HERNIA NUKLEUS PULPOSUS
Pengertian
Diskus Intervertebralis adalah lempengan kartilago
yang membentuk sebuah bantalan diantara tubuh vertebra. Material yang keras dan
fibrosa ini digabungkan dalam satu kapsul. Bantalan seperti bola dibagian
tengah diskus disebut nukleus pulposus. HNP merupakan rupturnya nukleus
pulposus. (Brunner & Suddarth, 2002)
Hernia Nukleus Pulposus bisa ke korpus vertebra
diatas atau bawahnya, bisa juga langsung ke kanalis vertebralis. (Priguna
Sidharta, 1990)
Patofisiologi
Protrusi atau ruptur nukleus pulposus biasanya
didahului dengan perubahan degeneratif yang terjadi pada proses penuaan.
Kehilangan protein polisakarida dalam diskus menurunkan kandungan air nukleus
pulposus. Perkembangan pecahan yang menyebar di anulus melemahkan pertahanan
pada herniasi nukleus. Setela trauma *jatuh, kecelakaan, dan stress minor
berulang seperti mengangkat) kartilago dapat cedera.
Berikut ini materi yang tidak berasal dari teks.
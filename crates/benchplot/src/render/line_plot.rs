use std::cmp::Ordering;
use std::ops::Range;

use plotters::coord::Shift;
use plotters::coord::ranged1d::{AsRangedCoord, ValueFormatter};
use plotters::prelude::*;

use benchplot_core::stats::{self, MeanCi};
use benchplot_core::{Column, CoveragePoint, PlotConfig, Rgb, Table};

use super::{Chart, RenderContext, draw_err, rgb};

/// 1アルゴリズム分の (x, y) 生データ
#[derive(Debug, Clone, PartialEq)]
pub struct Series {
    pub algorithm: String,
    pub name: String,
    pub color: Rgb,
    pub points: Vec<(f64, f64)>,
    /// 凡例順の鍵（y の幾何平均）。`map_y` による変換前の値で固定する。
    pub rank: Option<f64>,
}

impl Series {
    pub fn new(algorithm: String, name: String, color: Rgb, points: Vec<(f64, f64)>) -> Self {
        let rank = geometric_mean_of(&points);
        Series {
            algorithm,
            name,
            color,
            points,
            rank,
        }
    }

    /// x ごとの平均と信頼区間（x 昇順）
    pub fn aggregate(&self) -> Vec<(f64, MeanCi)> {
        let mut points = self.points.clone();
        points.sort_by(|a, b| a.0.total_cmp(&b.0));
        points
            .chunk_by(|a, b| a.0 == b.0)
            .filter_map(|group| {
                let ys: Vec<f64> = group.iter().map(|p| p.1).collect();
                stats::mean_ci(&ys).map(|ci| (group[0].0, ci))
            })
            .collect()
    }
}

fn geometric_mean_of(points: &[(f64, f64)]) -> Option<f64> {
    let ys: Vec<f64> = points.iter().map(|p| p.1).collect();
    stats::geometric_mean(&ys)
}

/// アルゴリズムごとの折れ線（平均値 + 95% 信頼区間のエラーバー）
#[derive(Debug, Clone)]
pub struct LinePlot {
    pub title: String,
    pub x_label: String,
    pub y_label: String,
    pub series: Vec<Series>,
    /// 凡例先頭の `Solved:<n>` に使う異なるインスタンス数
    pub solved_instances: usize,
    pub show_solved_instances: bool,
    pub use_log_scale: bool,
}

impl LinePlot {
    /// テーブルの `x` / `y` 列から系列を作る。系列順はテーブル内の出現順。
    pub fn from_table(table: &Table, x: Column, y: Column, config: &PlotConfig) -> Self {
        let series = table
            .algorithms()
            .into_iter()
            .map(|alg| {
                let points = table
                    .rows()
                    .iter()
                    .filter(|r| r.algorithm == alg)
                    .filter_map(|r| Some((Table::value(r, x)?, Table::value(r, y)?)))
                    .collect();
                Series::new(alg.to_string(), config.display_name(alg).to_string(), config.color(alg), points)
            })
            .collect();
        LinePlot {
            title: String::new(),
            x_label: config.labels.bound.clone(),
            y_label: y.name().to_string(),
            series,
            solved_instances: table.instances().len(),
            show_solved_instances: true,
            use_log_scale: true,
        }
    }

    /// 解決数の系列から作る。線形軸・解決数注記なし。
    pub fn from_coverage(points: &[CoveragePoint], total: usize, config: &PlotConfig) -> Self {
        let mut grouped: Vec<(&str, Vec<(f64, f64)>)> = Vec::new();
        for p in points {
            let xy = (p.bound.as_f64(), p.solved as f64);
            match grouped.iter_mut().find(|(alg, _)| *alg == p.algorithm) {
                Some((_, pts)) => pts.push(xy),
                None => grouped.push((p.algorithm.as_str(), vec![xy])),
            }
        }
        let series = grouped
            .into_iter()
            .map(|(alg, pts)| {
                Series::new(alg.to_string(), config.display_name(alg).to_string(), config.color(alg), pts)
            })
            .collect();
        LinePlot {
            title: String::new(),
            x_label: config.labels.bound.clone(),
            y_label: config.labels.solved_with_total(total),
            series,
            solved_instances: 0,
            show_solved_instances: false,
            use_log_scale: false,
        }
    }

    /// y 値を変換する（基準比の log10 表示など）。凡例順は変換前のまま。
    pub fn map_y(mut self, f: impl Fn(f64) -> f64) -> Self {
        for s in &mut self.series {
            for p in &mut s.points {
                p.1 = f(p.1);
            }
        }
        self
    }

    /// 凡例順。y の幾何平均の降順で、同値は元の順を保つ。
    pub fn legend_order(&self) -> Vec<&Series> {
        let mut keyed: Vec<(f64, &Series)> = self
            .series
            .iter()
            .map(|s| (s.rank.unwrap_or(f64::NEG_INFINITY), s))
            .collect();
        keyed.sort_by(|a, b| b.0.partial_cmp(&a.0).unwrap_or(Ordering::Equal));
        keyed.into_iter().map(|(_, s)| s).collect()
    }

    fn x_range(&self) -> Range<f64> {
        let xs = self.series.iter().flat_map(|s| s.points.iter().map(|p| p.0)).filter(|x| x.is_finite());
        let (lo, hi) = xs.fold((f64::INFINITY, f64::NEG_INFINITY), |(lo, hi), x| (lo.min(x), hi.max(x)));
        if !lo.is_finite() {
            return 0.0..1.0;
        }
        let pad = ((hi - lo) * 0.05).max(0.1);
        (lo - pad)..(hi + pad)
    }

    /// 全系列の平均値と区間端から y の描画範囲を決める
    fn y_extent(&self, aggregated: &[(&Series, Vec<(f64, MeanCi)>)]) -> (f64, f64) {
        let values = aggregated
            .iter()
            .flat_map(|(_, pts)| pts.iter().flat_map(|(_, ci)| [ci.lower, ci.mean, ci.upper]))
            .filter(|v| v.is_finite());
        let values: Vec<f64> = if self.use_log_scale {
            values.filter(|v| *v > 0.0).collect()
        } else {
            values.collect()
        };
        let lo = values.iter().copied().fold(f64::INFINITY, f64::min);
        let hi = values.iter().copied().fold(f64::NEG_INFINITY, f64::max);
        if !lo.is_finite() {
            return (1.0, 10.0);
        }
        if self.use_log_scale {
            (lo / 1.5, hi * 1.5)
        } else {
            let pad = ((hi - lo) * 0.05).max(0.5);
            (lo - pad, hi + pad)
        }
    }

    fn draw_on<DB, Y>(
        &self,
        ctx: &RenderContext,
        root: &DrawingArea<DB, Shift>,
        aggregated: &[(&Series, Vec<(f64, MeanCi)>)],
        y_min: f64,
        y_spec: Y,
    ) -> Result<(), String>
    where
        DB: DrawingBackend,
        Y: AsRangedCoord<Value = f64>,
        Y::CoordDescType: ValueFormatter<f64>,
    {
        let mut chart = ChartBuilder::on(root)
            .caption(&self.title, (ctx.font_family, ctx.title_font))
            .margin(ctx.margin)
            .x_label_area_size(50)
            .y_label_area_size(80)
            .build_cartesian_2d(self.x_range(), y_spec)
            .map_err(draw_err)?;

        chart
            .configure_mesh()
            .x_desc(self.x_label.as_str())
            .y_desc(self.y_label.as_str())
            .label_style((ctx.font_family, ctx.label_font))
            .axis_desc_style((ctx.font_family, ctx.label_font))
            .light_line_style(WHITE)
            .draw()
            .map_err(draw_err)?;

        if self.show_solved_instances {
            chart
                .draw_series(std::iter::empty::<Circle<(f64, f64), i32>>())
                .map_err(draw_err)?
                .label(format!("Solved:{}", self.solved_instances))
                .legend(|(x, y)| EmptyElement::at((x, y)));
        }

        let log = self.use_log_scale;
        let drawable = |v: f64| v.is_finite() && (!log || v > 0.0);
        for (series, points) in aggregated {
            let color = rgb(series.color);
            let line = color.stroke_width(ctx.stroke_width);
            let visible: Vec<&(f64, MeanCi)> = points.iter().filter(|(_, ci)| drawable(ci.mean)).collect();

            chart
                .draw_series(LineSeries::new(visible.iter().map(|(x, ci)| (*x, ci.mean)), line))
                .map_err(draw_err)?
                .label(series.name.as_str())
                .legend(move |(x, y)| PathElement::new(vec![(x, y), (x + 20, y)], line));
            chart
                .draw_series(visible.iter().map(|(x, ci)| {
                    let lower = if drawable(ci.lower) { ci.lower } else { y_min };
                    ErrorBar::new_vertical(*x, lower, ci.mean, ci.upper, line, 8)
                }))
                .map_err(draw_err)?;
            chart
                .draw_series(visible.iter().map(|(x, ci)| Circle::new((*x, ci.mean), 4, color.filled())))
                .map_err(draw_err)?;
        }

        chart
            .configure_series_labels()
            .position(SeriesLabelPosition::UpperRight)
            .background_style(WHITE.mix(0.8))
            .border_style(BLACK)
            .label_font((ctx.font_family, ctx.legend_font))
            .draw()
            .map_err(draw_err)?;
        Ok(())
    }
}

impl Chart for LinePlot {
    fn draw<DB: DrawingBackend>(
        &self,
        ctx: &RenderContext,
        root: &DrawingArea<DB, Shift>,
    ) -> Result<(), String> {
        let aggregated: Vec<(&Series, Vec<(f64, MeanCi)>)> =
            self.legend_order().into_iter().map(|s| (s, s.aggregate())).collect();
        if aggregated.iter().all(|(_, pts)| pts.is_empty()) {
            log::warn!("{}: no data points to draw", self.title);
        }
        let (y_min, y_max) = self.y_extent(&aggregated);
        if self.use_log_scale {
            self.draw_on(ctx, root, &aggregated, y_min, (y_min..y_max).log_scale())
        } else {
            self.draw_on(ctx, root, &aggregated, y_min, y_min..y_max)
        }
    }
}

#[cfg(test)]
mod tests {
    use super::*;
    use benchplot_core::{Bound, Observation, Row};

    fn config() -> PlotConfig {
        PlotConfig::builtin().unwrap()
    }

    fn obs(alg: &str, inst: &str, bound: f64, generated: u64) -> Observation {
        Observation {
            algorithm: alg.to_string(),
            instance: inst.to_string(),
            bound: Bound::from_f64(bound).unwrap(),
            cpu: 1.0,
            node_generated: generated,
            node_expanded: generated,
        }
    }

    #[test]
    fn legend_orders_by_descending_geometric_mean() {
        let table = Table::from_observations(&[
            obs("wastar", "1", 1.5, 10),
            obs("ees", "1", 1.5, 1000),
            obs("dps", "1", 1.5, 100),
        ]);
        let plot = LinePlot::from_table(&table, Column::Bound, Column::NodeGen, &config());
        let order: Vec<&str> = plot.legend_order().iter().map(|s| s.algorithm.as_str()).collect();
        assert_eq!(order, vec!["ees", "dps", "wastar"]);
        assert_eq!(plot.series[0].name, "WA*");
        assert_eq!(plot.solved_instances, 1);
    }

    #[test]
    fn legend_ties_keep_table_order() {
        let table = Table::from_observations(&[
            obs("dps", "1", 1.5, 50),
            obs("ees", "1", 1.5, 50),
        ]);
        let plot = LinePlot::from_table(&table, Column::Bound, Column::NodeGen, &config());
        let order: Vec<&str> = plot.legend_order().iter().map(|s| s.algorithm.as_str()).collect();
        assert_eq!(order, vec!["dps", "ees"]);
    }

    #[test]
    fn aggregate_groups_by_x_and_skips_non_finite() {
        let series = Series::new(
            "a".into(),
            "A".into(),
            Rgb(0, 0, 0),
            vec![(2.0, 4.0), (1.5, 1.0), (2.0, f64::NAN), (1.5, 3.0)],
        );
        let agg = series.aggregate();
        assert_eq!(agg.len(), 2);
        assert_eq!(agg[0].0, 1.5);
        assert_eq!(agg[0].1.mean, 2.0);
        assert_eq!(agg[1].1.count, 1);
        assert_eq!(agg[1].1.lower, agg[1].1.upper);
    }

    #[test]
    fn map_y_applies_to_every_point() {
        let table = Table::from_observations(&[obs("ees", "1", 1.5, 100)]);
        let plot = LinePlot::from_table(&table, Column::Bound, Column::NodeGen, &config()).map_y(f64::log10);
        assert_eq!(plot.series[0].points, vec![(1.5, 2.0)]);
    }

    #[test]
    fn legend_order_survives_log_transform() {
        // 比 0.5 と 2.0 は log10 後に符号が混ざるが、凡例順は比の幾何平均 (= 1.0) で決まる
        let table = Table::from_rows(
            [("ees", 1.5, 0.5), ("ees", 2.0, 2.0), ("dps", 1.5, 0.1), ("dps", 2.0, 0.1), ("wastar", 1.5, 4.0)]
                .iter()
                .map(|&(alg, bound, ratio)| Row {
                    difference_ratio: Some(ratio),
                    ..Row::from(&obs(alg, "1", bound, 10))
                })
                .collect(),
        );
        let plot = LinePlot::from_table(&table, Column::Bound, Column::NodeGenDiff, &config()).map_y(f64::log10);
        let order: Vec<&str> = plot.legend_order().iter().map(|s| s.algorithm.as_str()).collect();
        assert_eq!(order, vec!["wastar", "ees", "dps"]);
        assert!(plot.series[0].points.iter().any(|p| p.1 < 0.0));
    }

    #[test]
    fn coverage_plot_is_linear_without_solved_entry() {
        let points = [CoveragePoint {
            algorithm: "ees".into(),
            bound: Bound::from_f64(1.5).unwrap(),
            solved: 3,
        }];
        let plot = LinePlot::from_coverage(&points, 4, &config());
        assert!(!plot.use_log_scale);
        assert!(!plot.show_solved_instances);
        assert_eq!(plot.series[0].points, vec![(1.5, 3.0)]);
        assert!(plot.y_label.contains("Total=4"), "{}", plot.y_label);
    }

    #[test]
    fn log_extent_ignores_non_positive_values() {
        let plot = LinePlot {
            title: String::new(),
            x_label: String::new(),
            y_label: String::new(),
            series: vec![Series::new("a".into(), "A".into(), Rgb(0, 0, 0), vec![(1.0, 0.0), (2.0, 10.0)])],
            solved_instances: 0,
            show_solved_instances: false,
            use_log_scale: true,
        };
        let aggregated: Vec<_> = plot.series.iter().map(|s| (s, s.aggregate())).collect();
        let (lo, hi) = plot.y_extent(&aggregated);
        assert!(lo > 0.0);
        assert!(hi >= 10.0);
    }
}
Pada kebanyakan pasien, gejala trauma segera
bersifat khas dan singkat, dan gejala ini disebabkan oleh cedera pada diskus
yang tidak terlihat selama beberapa bulan maupun tahun. Kemudian pada
degenerasi pada diskus, kapsulnya mendorong ke arah medula spinalis atau
mungkin ruptur dan memungkinkan nukleus pulposus terdorong terhadap sakus dural
atau terhadap saraf spinal saat muncul dari kolumna spinal.
Hernia nukleus pulposus ke kanalis vertebralis
berarti bahwa nukleus pulposus menekan pada radiks yang bersama-sama dengan
arteria radikularis berada dalam bungkusan dura. Hal ini terjadi kalau tempat
herniasi di sisi lateral. Bilamana tempat herniasinya ditengah-tengah tidak ada
radiks yang terkena. Lagipula,oleh karena pada tingkat L2 dan terus kebawah
sudah tidak terdapat medula spinalis lagi, maka herniasi di garis tengah tidak
akan menimbulkan kompresi pada kolumna anterior.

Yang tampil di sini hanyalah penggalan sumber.